I work for a company that builds machinery that costs close to $1M. I'm not
likely to ever use one of them (but I wholeheartedly believe in the product:
medical instrumentation).

If you only look for jobs where you would have used the end product, you're
likely to spend a lot of time unemployed.

------
misterbwong
This really boils down to your personal priorities. Do you _need_ to believe
in the product to enjoy work or are interesting problems/fun workplace enough
for you?

Currently, I'm trying as hard as I can to get a hold of the most difficult
projects I can find in the workplace. If that means working on a technically
challenging product that I kinda-sorta believe in, then so be it. My goal is
to get my technical chops up. I suspect that as time and my experience
progresses, the actual product will mean more to me.

------
homecoded
I have been working (coder, project lead, product owner) in the gaming
industry far too long now. I hardly ever play computer games, I hate most of
them, and some of the products I was involved in were, simply put, just very
very bad concepts.

Yet, I derived motivation and pleasure from the technical challenges and the
creative atmosphere created by the crazy geeks I have the privilege to work
with. Besides, the rather short development cycles with hardly any maintaining
after release make for fun projects: Code and forget.

Something else to consider: If you don't like their product, you may be able
to help them to turn the product into something you can enjoy as well, and
with this they may be able to open up to new audiences. Sometimes, the
naysayers can actually be useful, or so I like to believe.

------
rcavezza
If you're an expert in the field, your expertise may be needed for the
business, but you may not need the product.

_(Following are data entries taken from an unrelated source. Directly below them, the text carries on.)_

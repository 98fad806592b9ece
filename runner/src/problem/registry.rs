use super::{
    suites::{DimensionRule, SuiteEntry, BUILTIN},
    BenchmarkProblem, Bounds, MetaData, Objective, OptimizationType, ProblemId, ProblemType,
};
use crate::config::ConfigErrors;
use std::{fmt, sync::Arc};
use tracing::{debug, warn};

/// signature of a user supplied objective
pub type ObjectiveFn = Arc<dyn Fn(&[f64]) -> f64 + Send + Sync>;

struct Wrapped(ObjectiveFn);

impl Objective for Wrapped {
    fn evaluate(&self, x: &[f64]) -> f64 {
        (self.0)(x)
    }
}

#[derive(Clone)]
enum Source {
    Builtin(SuiteEntry),
    Custom {
        id: u32,
        name: String,
        problem_type: ProblemType,
        optimization_type: OptimizationType,
        bounds: Bounds,
        function: ObjectiveFn,
    },
}

impl Source {
    fn id(&self) -> u32 {
        match self {
            Self::Builtin(entry) => entry.id,
            Self::Custom { id, .. } => *id,
        }
    }

    fn name(&self) -> &str {
        match self {
            Self::Builtin(entry) => entry.name,
            Self::Custom { name, .. } => name,
        }
    }

    fn problem_type(&self) -> ProblemType {
        match self {
            Self::Builtin(entry) => entry.problem_type,
            Self::Custom { problem_type, .. } => *problem_type,
        }
    }

    fn matches(&self, problem_type: ProblemType, id: &ProblemId) -> bool {
        self.problem_type() == problem_type
            && match id {
                ProblemId::Id(id) => self.id() == *id,
                ProblemId::Name(name) => self.name() == name,
            }
    }
}

/// Factory for problems, holding the built-in suites and any wrapped custom functions.
#[derive(Clone)]
pub struct ProblemRegistry {
    sources: Vec<Source>,
}

impl fmt::Debug for ProblemRegistry {
    fn fmt(&self, f: &mut fmt::Formatter<'_>) -> fmt::Result {
        f.debug_list()
            .entries(
                self.sources
                    .iter()
                    .map(|source| (source.problem_type(), source.id(), source.name())),
            )
            .finish()
    }
}

impl Default for ProblemRegistry {
    fn default() -> Self {
        Self {
            sources: BUILTIN.iter().copied().map(Source::Builtin).collect(),
        }
    }
}

impl ProblemRegistry {
    /// a registry without any built-in function
    pub fn empty() -> Self {
        Self {
            sources: Vec::new(),
        }
    }

    /// look up the numeric id of a registered name
    pub fn problem_id(&self, name: &str, problem_type: ProblemType) -> Option<u32> {
        let key = ProblemId::Name(name.to_string());

        self.sources
            .iter()
            .rev()
            .find(|source| source.matches(problem_type, &key))
            .map(Source::id)
    }

    /// register a custom objective; a name that is already wrapped is overridden and keeps its id
    pub fn wrap(
        &mut self,
        name: &str,
        problem_type: ProblemType,
        optimization_type: OptimizationType,
        bounds: Bounds,
        function: ObjectiveFn,
    ) -> u32 {
        let key = ProblemId::Name(name.to_string());
        let existing = self.sources.iter().position(|source| {
            matches!(source, Source::Custom { .. }) && source.matches(problem_type, &key)
        });

        let id = match existing {
            Some(index) => {
                warn!("Overriding previously wrapped problem {name}");
                self.sources.remove(index).id()
            }
            None => {
                self.sources
                    .iter()
                    .filter(|source| source.problem_type() == problem_type)
                    .map(Source::id)
                    .max()
                    .unwrap_or(0)
                    + 1
            }
        };

        debug!(id, name, %problem_type, "Wrapped custom problem");
        self.sources.push(Source::Custom {
            id,
            name: name.to_string(),
            problem_type,
            optimization_type,
            bounds,
            function,
        });

        id
    }

    /// check that `create` would succeed without building the objective
    pub fn validate(
        &self,
        problem_type: ProblemType,
        id: &ProblemId,
        dimension: usize,
    ) -> Result<(), ConfigErrors> {
        let source = self.find(problem_type, id)?;

        let rule = match source {
            Source::Builtin(entry) => entry.rule,
            Source::Custom { .. } => DimensionRule::Any,
        };

        match rule {
            _ if rule.accepts(dimension) => Ok(()),
            DimensionRule::PerfectSquare => Err(ConfigErrors::NonSquareDimension {
                problem: id.clone(),
                dimension,
            }),
            _ => Err(ConfigErrors::UnsupportedDimension {
                problem: id.clone(),
                dimension,
            }),
        }
    }

    pub fn create(
        &self,
        problem_type: ProblemType,
        id: &ProblemId,
        instance: u32,
        dimension: usize,
    ) -> Result<BenchmarkProblem, ConfigErrors> {
        self.validate(problem_type, id, dimension)?;

        Ok(match self.find(problem_type, id)? {
            Source::Builtin(entry) => BenchmarkProblem::new(
                MetaData {
                    problem_id: entry.id,
                    instance,
                    name: entry.name.to_string(),
                    n_variables: dimension,
                    optimization_type: entry.optimization_type,
                    problem_type,
                },
                entry.bounds,
                (entry.build)(instance, dimension),
            ),
            Source::Custom {
                id,
                name,
                optimization_type,
                bounds,
                function,
                ..
            } => BenchmarkProblem::new(
                MetaData {
                    problem_id: *id,
                    instance,
                    name: name.clone(),
                    n_variables: dimension,
                    optimization_type: *optimization_type,
                    problem_type,
                },
                *bounds,
                Arc::new(Wrapped(function.clone())),
            ),
        })
    }

    fn find(&self, problem_type: ProblemType, id: &ProblemId) -> Result<&Source, ConfigErrors> {
        // custom problems shadow built-in ones of the same name
        self.sources
            .iter()
            .rev()
            .find(|source| source.matches(problem_type, id))
            .ok_or_else(|| ConfigErrors::UnknownProblem {
                problem: id.clone(),
                problem_type,
            })
    }
}

#[cfg(test)]
mod tests {
    use super::*;
    use crate::problem::Problem;

    #[test]
    fn create_by_id_and_name() {
        let registry = ProblemRegistry::default();
        let by_id = registry
            .create(ProblemType::Real, &ProblemId::Id(1), 1, 5)
            .unwrap();
        let by_name = registry
            .create(ProblemType::Real, &"Sphere".into(), 1, 5)
            .unwrap();

        assert_eq!(by_id.meta_data(), by_name.meta_data());
        assert_eq!(by_id.meta_data().name, "Sphere");
        assert_eq!(by_id.meta_data().n_variables, 5);
    }

    #[test]
    fn unknown_problem() {
        let registry = ProblemRegistry::default();

        assert!(matches!(
            registry.validate(ProblemType::Real, &ProblemId::Id(99), 5),
            Err(ConfigErrors::UnknownProblem { .. })
        ));
        assert!(matches!(
            registry.validate(ProblemType::Integer, &"Sphere".into(), 5),
            Err(ConfigErrors::UnknownProblem { .. })
        ));
    }

    #[test]
    fn dimension_rules() {
        let registry = ProblemRegistry::default();

        assert!(matches!(
            registry.validate(ProblemType::Integer, &ProblemId::Id(23), 10),
            Err(ConfigErrors::NonSquareDimension { dimension: 10, .. })
        ));
        assert!(registry
            .validate(ProblemType::Integer, &ProblemId::Id(23), 9)
            .is_ok());
        assert!(matches!(
            registry.validate(ProblemType::Real, &ProblemId::Id(1), 1),
            Err(ConfigErrors::UnsupportedDimension { .. })
        ));
    }

    #[test]
    fn wrapped_problems_get_fresh_ids() {
        let mut registry = ProblemRegistry::default();
        let id = registry.wrap(
            "Zero",
            ProblemType::Real,
            OptimizationType::Minimization,
            Bounds::new(-1.0, 1.0),
            Arc::new(|_: &[f64]| 0.0),
        );
        assert_eq!(id, 4);
        assert_eq!(registry.problem_id("Zero", ProblemType::Real), Some(4));

        let again = registry.wrap(
            "Zero",
            ProblemType::Real,
            OptimizationType::Minimization,
            Bounds::new(-1.0, 1.0),
            Arc::new(|x: &[f64]| x.len() as f64),
        );
        assert_eq!(again, 4);

        let mut problem = registry
            .create(ProblemType::Real, &ProblemId::Id(4), 1, 3)
            .unwrap();
        assert_eq!(problem.evaluate(&[0.0, 0.0, 0.0]), 3.0);
    }
}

For example, many of the big name financial companies have a higher premium
because of the service and knowledge of the financial experts (or at least
perceived knowledge).

There are many financial firms that offer less expensive options but have less
customer service, etc... So I expect many Morgan Stanley and Fidelity
financial analysts to have a portfolio from a different company.

------
ebiester
I think one of my favorite jobs was working on IBM Information Archive, a
piece of hardware that I will never use.

On the other hand, I've taken one job with a company whose "product" I found
counterproductive to society. I got so depressed I could barely work, and was
drummed out in 6 months.

It's almost never worth it.

------
mindcrime
I could work for a company where my reaction to the product was "meh,
whatever." But I doubt I'd work for a company whose product is something that
I find morally reprehensible or something that I think is just absolute crap.